That Old Question Again: Did Going DRM-Free Help or Hinder Sales of Music Downloads?

I’m looking at the U.S. music revenue numbers that the RIAA just released for the first half of 2014; at the same time, I’m reading Download: How Digital Destroyed the Record Business, a 2013 book by the noted UK music journalist Phil Hardy, who tragically passed away in April of this year.  For “numbers guys” like me, the book is a bonanza of information about the major labels’ travails during the transition from CDs to purely digital music. It’s a compendium of zillions of hard facts and opinions delivered with Hardy’s typical dry British wit  — though (like his other books) it would have benefited from a copy editor and, occasionally, fact checker.

One of the statements in Hardy’s book that sits somewhere between fact and opinion is his assertion — as recently as last year! — that the elimination of DRM from music downloads boosted sales.  Sigh… that old question again.

The question of whether DRM-free music download sales helped or hindered the music industry (no doubt it was good for consumers) served as a sort of Rorschach test back in the late 2000s after Apple and Amazon started selling DRM-free downloads — rather like the Rorschach test of Radiohead’s “pay what you wish” experiment in 2011.  If you hated DRM, DRM-free was going to usher in a bright new era of opportunity for everyone; if you liked it, removing DRM was going to spell the end of the music business.

So I thought that with the RIAA revenue statistics database in hand, I could put the old question to rest.  Here is what I found:

U.S. Digital Music Revenue, millions of 2013 dollars.  Source: RIAA.

U.S. Digital Music Revenue, millions of 2013 dollars. Source: RIAA.

In this chart, “Downloads” includes singles plus albums; “Streaming” includes both paid and ad-supported on-demand services (Spotify, Rhapsody, YouTube, Vevo)* as well as Internet radio (Pandora, iHeartRadio, Slacker, TuneIn Radio), plus satellite radio and a few other odds and ends.  I estimated totals for 2014 by taking the RIAA’s newly released numbers for the first half of this year and applying growth rates from the second half of 2013 to the first half of this year.

The relevant dates are:

  • April 2003: Apple opens the iTunes Music Store.
  • May 2007: Apple launches iTunes Plus, selling tracks from EMI without DRM for $1.29.
  • January 2008: Amazon launches AmazonMP3 with DRM-free MP3s from all labels.
  • May 2009: iTunes goes completely DRM-free in the US.
  • 2011: Spotify launches its “freemium” model in the US; major labels complete ad revenue share deals with YouTube, so that virtually all major-label music is available on YouTube legally.

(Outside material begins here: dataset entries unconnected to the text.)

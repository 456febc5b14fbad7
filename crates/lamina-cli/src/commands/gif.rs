use std::error::Error;
use std::path::PathBuf;

use clap::Args;
use lamina_raster::assemble_gif;
use tracing::info;

#[derive(Args, Debug)]
pub struct GifArgs {
    /// Directory of rendered PNG frames.
    #[arg(long, default_value = ".")]
    pub path: PathBuf,
    /// Output GIF file.
    #[arg(long, default_value = "animated.gif")]
    pub out: PathBuf,
    /// Delay between frames in milliseconds.
    #[arg(long, default_value_t = 250)]
    pub delay_ms: u32,
}

pub fn run(args: &GifArgs) -> Result<(), Box<dyn Error>> {
    let frames = assemble_gif(&args.path, &args.out, args.delay_ms)?;
    info!(frames, out = %args.out.display(), "gif assembled");
    Ok(())
}
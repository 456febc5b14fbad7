#![deny(missing_docs)]
#![doc = "Core types for the Lamina collection generator: the deterministic sequencer, the drawable-surface seam, and the shared error taxonomy."]

pub mod errors;
pub mod rng;
pub mod schema;
pub mod surface;

pub use errors::{ErrorInfo, LaminaError};
pub use rng::{derive_text_seed, Seed, Sequencer};
pub use schema::SchemaVersion;
pub use surface::{ImageFormat, NullSurface, Surface};
//! Drawable surface seam between the engine and its rendering collaborator.

use crate::errors::LaminaError;

/// Output encodings supported by surface implementations.
#[derive(Debug, Clone, Copy, PartialEq, Eq)]
pub enum ImageFormat {
    /// Lossless PNG output.
    Png,
    /// JPEG output (faster to encode, smaller files).
    Jpeg,
}

impl ImageFormat {
    /// File extension used for persisted artifacts.
    pub fn extension(&self) -> &'static str {
        match self {
            ImageFormat::Png => "png",
            ImageFormat::Jpeg => "jpg",
        }
    }
}

/// Rendering collaborator the composition engine paints onto.
///
/// The engine issues `clear` once per attempt and `draw_image` once per
/// accepted layer, in layer order; later calls paint over earlier ones.
/// Implementations own the canvas dimensions and are free to scale sources
/// into the requested rectangle.
pub trait Surface {
    /// Opaque drawable handle held by catalog variants and unique artworks.
    type Image;

    /// Resets the canvas to fully transparent.
    fn clear(&mut self);

    /// Paints `image` into the rectangle `(x, y, w, h)`, over existing content.
    fn draw_image(&mut self, image: &Self::Image, x: u32, y: u32, w: u32, h: u32);

    /// Encodes the current canvas into an image byte stream.
    fn encode(&mut self, format: ImageFormat) -> Result<Vec<u8>, LaminaError>;
}

/// Surface that discards all drawing, for dry runs and engine tests.
///
/// Generation against a `NullSurface` consumes exactly the same sequencer
/// values as generation against a real canvas.
#[derive(Debug, Default)]
pub struct NullSurface;

impl NullSurface {
    /// Creates a new discarding surface.
    pub fn new() -> Self {
        Self
    }
}

impl Surface for NullSurface {
    type Image = ();

    fn clear(&mut self) {}

    fn draw_image(&mut self, _image: &Self::Image, _x: u32, _y: u32, _w: u32, _h: u32) {}

    fn encode(&mut self, _format: ImageFormat) -> Result<Vec<u8>, LaminaError> {
        Ok(Vec::new())
    }
}
//! Filesystem catalog construction.
//!
//! Decoding is delegated to a caller-supplied function so the catalog stays
//! agnostic of the image backend; directory scans are sorted so the variant
//! order (and therefore the sequencer consumption pattern) is stable across
//! platforms.

use std::path::{Path, PathBuf};

use lamina_core::errors::ErrorInfo;
use lamina_core::LaminaError;
use tracing::debug;
use walkdir::WalkDir;

use crate::catalog::{parse_variant_stem, LayerCatalog, LayerDefinition, VariantAsset};

/// Builds the full catalog from per-layer directories under `root`.
///
/// Layer keys come from configuration, in paint order; each key must have a
/// directory of the same name containing at least one decodable file.
pub fn load_catalog<I>(
    root: &Path,
    layer_keys: &[String],
    mut decode: impl FnMut(&Path) -> Result<I, LaminaError>,
) -> Result<LayerCatalog<I>, LaminaError> {
    let mut layers = Vec::with_capacity(layer_keys.len());
    for key in layer_keys {
        let dir = root.join(key);
        if !dir.is_dir() {
            return Err(LaminaError::Catalog(
                ErrorInfo::new("layer-dir-missing", "layer has no asset directory")
                    .with_context("layer", key.clone())
                    .with_context("path", dir.display().to_string()),
            ));
        }
        let mut variants = Vec::new();
        for path in sorted_files(&dir) {
            let stem = path
                .file_stem()
                .and_then(|stem| stem.to_str())
                .unwrap_or_default();
            let (name, max_uses) = parse_variant_stem(stem);
            let image = decode(&path)?;
            variants.push(VariantAsset::new(name, max_uses, image));
        }
        debug!(layer = %key, variants = variants.len(), "loaded layer");
        layers.push(LayerDefinition::new(key.clone(), variants));
    }
    LayerCatalog::new(layers)
}

/// Loads the standalone unique artworks, sorted by file name.
///
/// An absent directory means the project ships no 1-of-1s and yields an
/// empty list.
pub fn load_unique_artworks<I>(
    dir: &Path,
    mut decode: impl FnMut(&Path) -> Result<I, LaminaError>,
) -> Result<Vec<(String, I)>, LaminaError> {
    if !dir.is_dir() {
        return Ok(Vec::new());
    }
    let mut artworks = Vec::new();
    for path in sorted_files(dir) {
        let name = path
            .file_stem()
            .and_then(|stem| stem.to_str())
            .unwrap_or_default()
            .to_string();
        let image = decode(&path)?;
        artworks.push((name, image));
    }
    debug!(count = artworks.len(), "loaded unique artworks");
    Ok(artworks)
}

fn sorted_files(dir: &Path) -> Vec<PathBuf> {
    let mut paths: Vec<PathBuf> = WalkDir::new(dir)
        .min_depth(1)
        .max_depth(1)
        .into_iter()
        .filter_map(|entry| entry.ok())
        .filter(|entry| entry.file_type().is_file())
        .map(|entry| entry.into_path())
        .collect();
    paths.sort();
    paths
}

Before we get into the analysis, let’s get one thing out of the way: the biggest change in music industry revenues from 2003 onwards was, of course, the dramatic drop in revenues from CDs.  Those numbers aren’t shown here; for one thing, they would dwarf the other numbers.  This is all part of the move from physical products to digital products and services, which has affected both downloads and streaming.

Now let’s look at what happened after 2007.  Growth in download sales began to slow down a bit, while streaming remained fairly flat.  Starting in 2008, growth in paid downloads remained virtually unchanged until the ad-supported on-demand year of 2011.  2008 was a transitional year for DRM, as Apple only offered a small amount of music DRM-free (and at higher prices), while Amazon offered all DRM-free music but had only a single-digit share of the market.  The real post-DRM era for paid downloads started in May 2009.

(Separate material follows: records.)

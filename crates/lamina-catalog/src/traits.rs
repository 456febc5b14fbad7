//! Immutable trait roll specifications.

use lamina_core::errors::ErrorInfo;
use lamina_core::LaminaError;
use serde_json::Number;

use crate::config::TraitConfig;

/// How a trait's value roll is interpreted.
#[derive(Debug, Clone, PartialEq)]
pub enum TraitKind {
    /// `value = roll * max + min`, rounded to `precision` decimal places
    /// (0 means nearest integer).
    Range {
        /// Additive lower offset.
        min: f64,
        /// Multiplicative upper bound.
        max: f64,
        /// Decimal places inferred from the configured max's literal form.
        precision: usize,
    },
    /// `value = values[floor(roll * len)]`.
    Set {
        /// Ordered candidate values.
        values: Vec<String>,
    },
}

/// One trait declaration, resolved and validated.
#[derive(Debug, Clone, PartialEq)]
pub struct TraitSpec {
    /// Attribute key this trait writes.
    pub key: String,
    /// Chance threshold against `floor(roll * N)`.
    pub chance: u64,
    /// Value interpretation.
    pub kind: TraitKind,
}

impl TraitSpec {
    /// Resolves a raw config declaration, rejecting ambiguous shapes.
    pub fn from_config(config: &TraitConfig) -> Result<Self, LaminaError> {
        let kind = match (&config.range, &config.values) {
            (Some(_), Some(_)) => {
                return Err(trait_error(
                    &config.key,
                    "trait declares both a range and a value set",
                ))
            }
            (None, None) => {
                return Err(trait_error(
                    &config.key,
                    "trait declares neither a range nor a value set",
                ))
            }
            (Some(range), None) => {
                if range.len() != 2 {
                    return Err(trait_error(&config.key, "range must be [min, max]"));
                }
                let min = number_as_f64(&config.key, &range[0])?;
                let max = number_as_f64(&config.key, &range[1])?;
                TraitKind::Range {
                    min,
                    max,
                    precision: decimal_places(&range[1]),
                }
            }
            (None, Some(values)) => {
                if values.is_empty() {
                    return Err(trait_error(&config.key, "value set must not be empty"));
                }
                TraitKind::Set {
                    values: values.clone(),
                }
            }
        };
        Ok(Self {
            key: config.key.clone(),
            chance: config.chance,
            kind,
        })
    }
}

/// Counts the decimal places of a number's literal rendering.
///
/// `10` and `10.0` round-trip through the JSON parser to "10" and "10.0",
/// so an integer-valued float literal keeps one decimal place while a plain
/// integer keeps none.
pub fn decimal_places(number: &Number) -> usize {
    let rendered = number.to_string();
    match rendered.split_once('.') {
        Some((_, fraction)) => fraction.len(),
        None => 0,
    }
}

fn number_as_f64(key: &str, number: &Number) -> Result<f64, LaminaError> {
    number
        .as_f64()
        .ok_or_else(|| trait_error(key, "range bound is not a finite number"))
}

fn trait_error(key: &str, message: &str) -> LaminaError {
    LaminaError::Config(ErrorInfo::new("trait-invalid", message).with_context("trait", key))
}

#[cfg(test)]
mod tests {
    use super::*;

    fn config(json: &str) -> TraitConfig {
        serde_json::from_str(json).expect("trait config")
    }

    #[test]
    fn range_precision_follows_the_literal() {
        let spec = TraitSpec::from_config(&config(
            r#"{ "trait": "Power", "chance": 40, "range": [1, 10.0] }"#,
        ))
        .expect("spec");
        assert_eq!(
            spec.kind,
            TraitKind::Range {
                min: 1.0,
                max: 10.0,
                precision: 1
            }
        );

        let integral = TraitSpec::from_config(&config(
            r#"{ "trait": "Level", "chance": 40, "range": [0, 10] }"#,
        ))
        .expect("spec");
        assert!(matches!(
            integral.kind,
            TraitKind::Range { precision: 0, .. }
        ));
    }

    #[test]
    fn both_shapes_at_once_are_rejected() {
        let err = TraitSpec::from_config(&config(
            r#"{ "trait": "X", "chance": 1, "range": [0, 1], "values": ["a"] }"#,
        ))
        .unwrap_err();
        assert_eq!(err.info().code, "trait-invalid");
    }

    #[test]
    fn empty_value_set_is_rejected() {
        let err =
            TraitSpec::from_config(&config(r#"{ "trait": "X", "chance": 1, "values": [] }"#))
                .unwrap_err();
        assert_eq!(err.info().code, "trait-invalid");
    }
}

So, to see what happened after the major labels agreed to sell digital files without DRM, we need to look at the period from May 2009 to the start of 2011, which is highlighted in the chart.  What happened then?  Not much of anything.  Growth in download sales was essentially unchanged from the preceding two years.

One could argue that if streaming hadn’t ever existed, download revenues might have grown after January 2009, given that streaming revenues from 2009-2011 started to grow faster.  But given that streaming growth didn’t accelerate immediately after January 2009, I wouldn’t make that causality.

So there you have the answer to the old question: removing DRM from music files had little or no effect on download sales.

As a postscript, my 2014 projections included an interesting factoid: vinyl album sales, if current growth rates continue, should reach about $340 million this year.  That takes the resurgence of vinyl from a mildly curious hipster phenomenon to almost 5% of total music revenue.  For comparison purposes, it makes vinyl almost as valuable as ad-supported on-demand streaming (YouTube, Spotify Free, Vevo) and puts it on track to exceed that segment in 2015.  Vinyl could even end up equaling CD revenue sometime around 2016-2017 — for the first time since the late 1980s!

*Paid subscription on-demand services include download features, which use DRM to tie files to users’ devices and make them playable as long as the user pays the subscription fees. But the RIAA reports these as part of “subscription services,” lumping them in with streaming on-demand music.